Jerry tells me that my mother visited the House of Worship in 1975, a year after she became a Baha’i in Australia.
She was a guide here for three days. She circled these gardens, she prayed in this Temple – years before I was born. I did not know this. She never told me. Until now.
We exist in an infinite spiral of spiritual and mitochondrial DNA. These strands of code – these threads of soul – pass, continuously, from mother to child, mother to child.

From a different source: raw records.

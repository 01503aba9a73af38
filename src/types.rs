//! Core types for the Broadjump pipeline
//!
//! This module defines the data structures that flow through each stage of the
//! pipeline: per-frame samples, the jump state, the transient airborne context,
//! finished jump events, and the per-tick output handed back to the caller.

use serde::{Deserialize, Serialize};
use std::fmt;

/// One processed frame reduced to the two scalars the detector consumes.
///
/// `vertical` and `horizontal` are pixel coordinates of the ground-contact
/// reference point; both are `None` when nothing usable was detected.
#[derive(Debug, Clone, Copy, PartialEq, Serialize, Deserialize)]
pub struct FrameSample {
    /// Frame timestamp in seconds
    pub timestamp: f64,
    /// Vertical position (pixels, y grows downwards)
    pub vertical: Option<f64>,
    /// Horizontal position (pixels)
    pub horizontal: Option<f64>,
}

impl FrameSample {
    /// Sample for a frame with a usable reference point
    pub fn detected(timestamp: f64, vertical: f64, horizontal: f64) -> Self {
        Self {
            timestamp,
            vertical: Some(vertical),
            horizontal: Some(horizontal),
        }
    }

    /// Sample for a frame without detection
    pub fn missing(timestamp: f64) -> Self {
        Self {
            timestamp,
            vertical: None,
            horizontal: None,
        }
    }

    /// The same sample, or a missing one if either coordinate is NaN or infinite
    pub fn finite_or_missing(&self) -> Self {
        let finite = |value: Option<f64>| value.map_or(true, f64::is_finite);
        if finite(self.vertical) && finite(self.horizontal) {
            *self
        } else {
            Self::missing(self.timestamp)
        }
    }
}

/// Whether the tracked body is on the ground or in the air
#[derive(Debug, Clone, Copy, Default, PartialEq, Eq, Serialize, Deserialize)]
#[serde(rename_all = "lowercase")]
pub enum JumpState {
    #[default]
    Grounded,
    Airborne,
}

impl JumpState {
    pub fn as_str(&self) -> &'static str {
        match self {
            JumpState::Grounded => "grounded",
            JumpState::Airborne => "airborne",
        }
    }
}

impl fmt::Display for JumpState {
    fn fmt(&self, f: &mut fmt::Formatter<'_>) -> fmt::Result {
        f.write_str(self.as_str())
    }
}

/// Values captured at takeoff and consumed at landing
#[derive(Debug, Clone, Copy, PartialEq, Serialize, Deserialize)]
pub struct AirborneContext {
    /// Timestamp of the takeoff frame (seconds)
    pub air_start_time: f64,
    /// Horizontal position at takeoff (pixels)
    pub takeoff_horizontal: f64,
    /// Smoothed vertical value at takeoff (pixels)
    pub takeoff_vertical_smoothed: f64,
}

/// A completed takeoff-to-landing cycle
#[derive(Debug, Clone, PartialEq, Serialize, Deserialize)]
pub struct JumpEvent {
    /// 1-based position in the event log
    pub sequence_number: u32,
    /// Takeoff timestamp (seconds)
    pub takeoff_time: f64,
    /// Landing timestamp (seconds)
    pub landing_time: f64,
    /// `landing_time - takeoff_time` (seconds)
    pub air_time: f64,
    /// Landing horizontal minus takeoff horizontal (pixels, may be negative)
    pub horizontal_displacement: f64,
}

impl JumpEvent {
    /// Close a flight: combine the takeoff context with the landing frame.
    pub fn from_flight(
        sequence_number: u32,
        takeoff: &AirborneContext,
        landing_time: f64,
        landing_horizontal: f64,
    ) -> Self {
        Self {
            sequence_number,
            takeoff_time: takeoff.air_start_time,
            landing_time,
            air_time: landing_time - takeoff.air_start_time,
            horizontal_displacement: landing_horizontal - takeoff.takeoff_horizontal,
        }
    }
}

/// Everything a caller needs after one tick: display values plus the event, if any.
#[derive(Debug, Clone, PartialEq, Serialize, Deserialize)]
pub struct TickOutput {
    /// Timestamp the tick was evaluated at
    pub timestamp: f64,
    /// State after this tick
    pub state: JumpState,
    /// Raw vertical value of this frame
    pub vertical: Option<f64>,
    /// Raw horizontal value of this frame
    pub horizontal: Option<f64>,
    /// Window mean, present only once the window is full and the frame had a signal
    pub smoothed: Option<f64>,
    /// Jump completed on this tick
    #[serde(skip_serializing_if = "Option::is_none")]
    pub event: Option<JumpEvent>,
}

/// Frame-level counters kept by a processor
#[derive(Debug, Clone, Copy, Default, PartialEq, Eq, Serialize, Deserialize)]
pub struct FrameStats {
    /// Frames accepted and handed to the detector
    pub frames_processed: u64,
    /// Accepted frames that produced a reference point
    pub frames_with_signal: u64,
    /// Accepted frames without a usable detection
    pub frames_without_signal: u64,
    /// Frames dropped for an unusable or out-of-order timestamp
    pub frames_dropped: u64,
}

/// Report producer metadata
#[derive(Debug, Clone, Serialize, Deserialize)]
pub struct ReportProducer {
    pub name: String,
    pub version: String,
    pub instance_id: String,
}

/// Aggregates over a session's jumps
#[derive(Debug, Clone, Serialize, Deserialize)]
pub struct ReportSummary {
    pub jump_count: usize,
    pub total_air_time_s: f64,
    pub longest_air_time_s: Option<f64>,
    pub mean_air_time_s: Option<f64>,
    pub total_displacement_px: f64,
    pub frames_processed: u64,
    pub frames_with_signal: u64,
    pub frames_without_signal: u64,
    pub frames_dropped: u64,
    /// The session ended mid-flight; that flight is not in `jumps`
    pub ended_airborne: bool,
}

/// Complete session report
#[derive(Debug, Clone, Serialize, Deserialize)]
pub struct JumpReport {
    pub report_version: String,
    pub producer: ReportProducer,
    pub computed_at_utc: String,
    pub config: crate::config::JumpConfig,
    pub summary: ReportSummary,
    pub jumps: Vec<JumpEvent>,
}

Within this code are letters we have barely begun to read, messages from the ancient past to the dawning future:
This is a letter from God… unto God, the Almighty, the Best Beloved. – The Bab
Nature has written the entire language of life using just four chemical letters: G, C, A and T. Did our genetic code settle on these four nucleotides for a reason? – Emily Singer
What do these letters mean?
If we could read the Book of Life and understand our deepest secrets, what would they tell us?
What pain do we hold, from long ago?
What grandeur did our ancestors drink in, standing alone, helpless, under the stars?
This is the songline,
my mother whispers.
This is the traceless path
of the holy ones,
the forgotten ones,
the ones who sing
to the dead at night
when no one is listening.
Stop killing yourself,
I hear you whisper.
Stop pretending you are dead
and start remembering.
What? I want to shout. What must I remember? What have we forgotten through millennia of internal and imposed violence? How can I recall, call upon, call aloud to That?
and start accepting:
You are opal, amber, ochre.
You are forest, desert, sea.
What I see in you
What I see in you
Outside, in the gardens, the Temple is a white mountain against blue-black skies.
I walk up the steps to the sanctuary. Inside the eye of the dome is a Name – in Arabic it reads Glorified is God, the Most Glorious.
A river flows from the dome, into the crown of my head, and out, through the soles of my feet.
Prayer flows through the floor tiles and down, onto the heads and shoulders of 300 souls gathered below.
I am alone and not-alone.
People are here, sitting in a room beneath me, though I cannot see them. Real people, human lives.
Ancestors, foremothers, you are here too, though I cannot see you.
Then, I remember what I once told my mother, when she was ill: “I was driving home today – and I saw your face everywhere. In the trees, in the flowers and sky. Just as I’m losing you, I find you everywhere.”